In molecular modelling, I use the more complex equations, http://en.wikipedia.org/wiki/Nernst-Planck_equation , coupled with http://en.wikipedia.org/wiki/Poisson%E2%80%93Boltzmann_equation to describe the effects of ionic diffusion and changes to chemical/cell potential due to the concentration gradient. As you can see, vastly different.

I cannot confidently say whether or not a more sophisticated method like this can account for the large discrepancy between the Nernst relation and the chloralkali process, but I would imagine that large scale industrial processes would also have other important considerations which I don't know about. The answer is never so clear cut.

Let's hope I didn't state the completely wrong thing again this time. Sorry about that

[lzxnl]

Those equations. All I can do with them is probably substitute things into them let alone manipulate them.

That sort of makes sense...I remember my dad, who has a PhD in chemical engineering, telling me that solids don't reach equilibrium due to similar surface issues.

[zvezda]

On another note.... :p
So when we say that when secondary cells come to equilibrium, the cell is no longer able to be. recharged and used much like the primary cells, this strictly means equilbrium as i have come to know it yeah?
So how do redox reactions come to equilbrium anyway? Because i always thought that due to a strong reductant/oxidant, a reaction onlt occurs one way.
Cheers

[lzxnl]

Reducing and oxidising strength depends on concentration; the relative ordering of reduction and oxidation ability in the electrochemical series only holds for standard conditions.

[zvezda]

Ahh yeah fair enough.
Also, came across this question on a neap paper where there is an aluminium air cell. It says that an early problem with this cell was that the aluminium hydroxide that formed was a gel-like substance that formed on the anode. Apparently this would decrease the productivity of the reaction and the production of energy by the fuel cell as the reactants are prevented from coming into contact with the electrodes (namely hydroxide as the anode is made from aluminium). However, even though the oxidation reaction involves hydroxide ions, whats stopping the aluminium oxidising to aluminium ions instead??
Cheers

[zvezda]

Another thing,
When writing the equilibrium reaction of a particularly weak acid, is the initial molecule in a liquid or aqueous state?

[lzxnl]

Ahh yeah fair enough.
Also, came across this question on a neap paper where there is an aluminium air cell. It says that an early problem with this cell was that the aluminium hydroxide that formed was a gel-like substance that formed on the anode. Apparently this would decrease the productivity of the reaction and the production of energy by the fuel cell as the reactants are prevented from coming into contact with the electrodes (namely hydroxide as the anode is made from aluminium). However, even though the oxidation reaction involves hydroxide ions, whats stopping the aluminium oxidising to aluminium ions instead??
Cheers

If the oxygen can't make contact with the anode, the reaction can't take place as readily.

Another thing,
When writing the equilibrium reaction of a particularly weak acid, is the initial molecule in a liquid or aqueous state?
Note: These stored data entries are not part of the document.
use chrono::{Datelike, Days, Local, NaiveDate};

use crate::calendar::{MonthCursor, WeekStart};
use crate::panel::{DayPanel, SubmitOutcome};
use crate::storage::{EventStore, StorageError};
use crate::ui::theme::Theme;

#[derive(Debug, Clone, PartialEq)]
pub enum Mode {
    Normal,
    Command,
}

#[derive(Debug, Clone, PartialEq)]
pub enum SaveStatus {
    Idle,
    Saved,
    Error(String),
}

pub struct AppState {
    pub mode: Mode,
    pub month: MonthCursor,
    pub selected_date: NaiveDate,
    pub store: EventStore,
    pub panel: DayPanel,
    pub week_start: WeekStart,
    pub save_status: SaveStatus,
    pub command_buffer: String,
    pub show_help: bool,
    pub help_scroll: usize,
    pub theme: Theme,
}

impl AppState {
    pub fn new(store: EventStore) -> Self {
        let today = Local::now().date_naive();
        Self {
            mode: Mode::Normal,
            month: MonthCursor::containing(today),
            selected_date: today,
            store,
            panel: DayPanel::new(),
            week_start: WeekStart::default(),
            save_status: SaveStatus::Idle,
            command_buffer: String::new(),
            show_help: false,
            help_scroll: 0,
            theme: Theme::default(),
        }
    }

    pub fn with_theme(mut self, theme: Theme) -> Self {
        self.theme = theme;
        self
    }

    pub fn with_week_start(mut self, week_start: WeekStart) -> Self {
        self.week_start = week_start;
        self
    }

    /// Moves the selection, following it with the displayed month. An open
    /// panel is re-targeted to the new day.
    pub fn select_date(&mut self, date: NaiveDate) {
        self.selected_date = date;
        self.month = MonthCursor::containing(date);
        if self.panel.is_open() && self.panel.date() != Some(date) {
            self.panel.open_for(date);
        }
    }

    pub fn move_days(&mut self, delta: i64) {
        let moved = if delta >= 0 {
            self.selected_date.checked_add_days(Days::new(delta.unsigned_abs()))
        } else {
            self.selected_date.checked_sub_days(Days::new(delta.unsigned_abs()))
        };
        if let Some(date) = moved {
            self.select_date(date);
        }
    }

    pub fn prev_month(&mut self) {
        self.show_month(self.month.prev());
    }

    pub fn next_month(&mut self) {
        self.show_month(self.month.next());
    }

    fn show_month(&mut self, month: MonthCursor) {
        if let Some(date) = month.clamp_day(self.selected_date.day()) {
            self.select_date(date);
        }
    }

    pub fn jump_to_today(&mut self) {
        self.select_date(Local::now().date_naive());
    }

    pub fn open_panel(&mut self) {
        self.panel.open_for(self.selected_date);
    }

    pub fn open_panel_on(&mut self, date: NaiveDate) {
        self.selected_date = date;
        self.month = MonthCursor::containing(date);
        self.panel.open_for(date);
    }

    pub fn close_panel(&mut self) {
        self.panel.close();
    }

    pub fn can_submit(&self) -> bool {
        self.panel.can_submit(&self.store)
    }

    pub fn submit_panel(&mut self) {
        let result = self.panel.submit(&mut self.store);
        if let Some(outcome) = self.record(result)
            && outcome != SubmitOutcome::Ignored
        {
            self.save_status = SaveStatus::Saved;
        }
    }

    pub fn edit_highlighted(&mut self) {
        if let Some(event) = self.panel.highlighted_event(&self.store).cloned() {
            self.panel.select_for_edit(&event);
        }
    }

    pub fn delete_highlighted(&mut self) {
        let Some(id) = self.panel.highlighted_event(&self.store).map(|e| e.id.clone()) else {
            return;
        };
        let result = self.panel.delete(&id, &mut self.store);
        if let Some(true) = self.record(result) {
            self.save_status = SaveStatus::Saved;
        }
    }

    fn record<T>(&mut self, result: Result<T, StorageError>) -> Option<T> {
        match result {
            Ok(value) => Some(value),
            Err(e) => {
                tracing::error!("Failed to save events: {}", e);
                self.save_status = SaveStatus::Error(format!("Save failed: {}", e));
                None
            }
        }
    }
}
Depends on what the acid is. Generally, acids will be aqueous.

[zvezda]

If the oxygen can't make contact with the anode, the reaction can't take place as readily.
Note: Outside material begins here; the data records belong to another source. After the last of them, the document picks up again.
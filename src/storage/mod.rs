pub mod config;
pub mod event_store;
pub mod kv;
pub mod sqlite;

pub use event_store::{EVENTS_KEY, EventStore};
pub use kv::{FileStore, KeyValueStore, MemoryStore, StorageError};
pub use sqlite::SqliteStore;

use config::{Backend, StorageConfig};

pub fn open_backend(config: &StorageConfig) -> Result<Box<dyn KeyValueStore>, StorageError> {
    tracing::info!("Opening {:?} store at {}", config.backend, config.path.display());
    let backend: Box<dyn KeyValueStore> = match config.backend {
        Backend::Sqlite => Box::new(SqliteStore::open(&config.path)?),
        Backend::File => Box::new(FileStore::new(&config.path)),
        Backend::Memory => Box::new(MemoryStore::new()),
    };
    Ok(backend)
}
Depends on what the acid is. Generally, acids will be aqueous.

Why would the oxygen make contact with the anode? Its reducing?
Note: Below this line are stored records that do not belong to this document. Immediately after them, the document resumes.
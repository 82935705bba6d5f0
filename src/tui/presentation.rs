use ratatui::{
    layout::{Alignment, Constraint, Direction, Layout, Rect},
    style::{Modifier, Style},
    widgets::{Block, Borders, Paragraph},
    Frame,
};
use calpad::app::{AppState, Mode, SaveStatus};
use crate::tui::{calendar_views, dialogs};

/// Draws one frame and returns the area the month grid occupied.
pub fn ui(f: &mut Frame, app: &AppState) -> Rect {
    let main_chunks = Layout::default()
        .direction(Direction::Vertical)
        .constraints([
            Constraint::Length(3),
            Constraint::Min(0),
            Constraint::Length(3),
        ])
        .split(f.size());

    let content_chunks = Layout::default()
        .direction(Direction::Horizontal)
        .constraints([
            Constraint::Percentage(55),
            Constraint::Percentage(45),
        ])
        .split(main_chunks[1]);

    let mode_label = if matches!(app.mode, Mode::Command) {
        "Command"
    } else if app.panel.is_open() {
        "Panel"
    } else {
        "Normal"
    };
    let title = Paragraph::new(format!("calpad - {} Mode", mode_label))
        .style(Style::default().fg(app.theme.title).add_modifier(Modifier::BOLD))
        .alignment(Alignment::Center)
        .block(Block::default().borders(Borders::ALL));
    f.render_widget(title, main_chunks[0]);

    calendar_views::month::render(f, app, content_chunks[0]);

    if app.panel.is_open() {
        dialogs::day_panel::render(f, app, content_chunks[1]);
    } else {
        calendar_views::day_list::render(f, app, content_chunks[1]);
    }

    let (status_text, status_color) = if matches!(app.mode, Mode::Command) {
        (app.command_buffer.clone(), app.theme.text)
    } else {
        let (save_text, color) = match &app.save_status {
            SaveStatus::Idle => (String::new(), app.theme.text),
            SaveStatus::Saved => (" | Saved".to_string(), app.theme.text),
            SaveStatus::Error(message) => (format!(" | {}", message), app.theme.error),
        };
        (
            format!("Events: {}{} | Press 'q' to quit, '?' for help", app.store.len(), save_text),
            color,
        )
    };

    let status = Paragraph::new(status_text)
        .style(Style::default().fg(status_color))
        .alignment(if matches!(app.mode, Mode::Command) { Alignment::Left } else { Alignment::Center })
        .block(Block::default().borders(Borders::ALL));
    f.render_widget(status, main_chunks[2]);

    if app.show_help {
        dialogs::help::render(f, app);
    }

    content_chunks[0]
}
So in terms of the vce, the acids will be aqueous?

[lzxnl]

Obviously I'm not thinking today.





The aluminium's effective surface area decreases if it is covered by a layer of aluminium hydroxide.

[zvezda]

Obviously I'm not thinking today.





The aluminium's effective surface area decreases if it is covered by a layer of aluminium hydroxide.

But then that brings me back to the question:
Whats stopping the aluminium from oxidising to aluminium ions? Because the anode is made out of aluminium, who cares if its covered in something else?

[lzxnl]

Oxidation only occurs if it can get rid of the electrons. If it's covered in aluminium hydroxide, the aluminium can't really oxidise.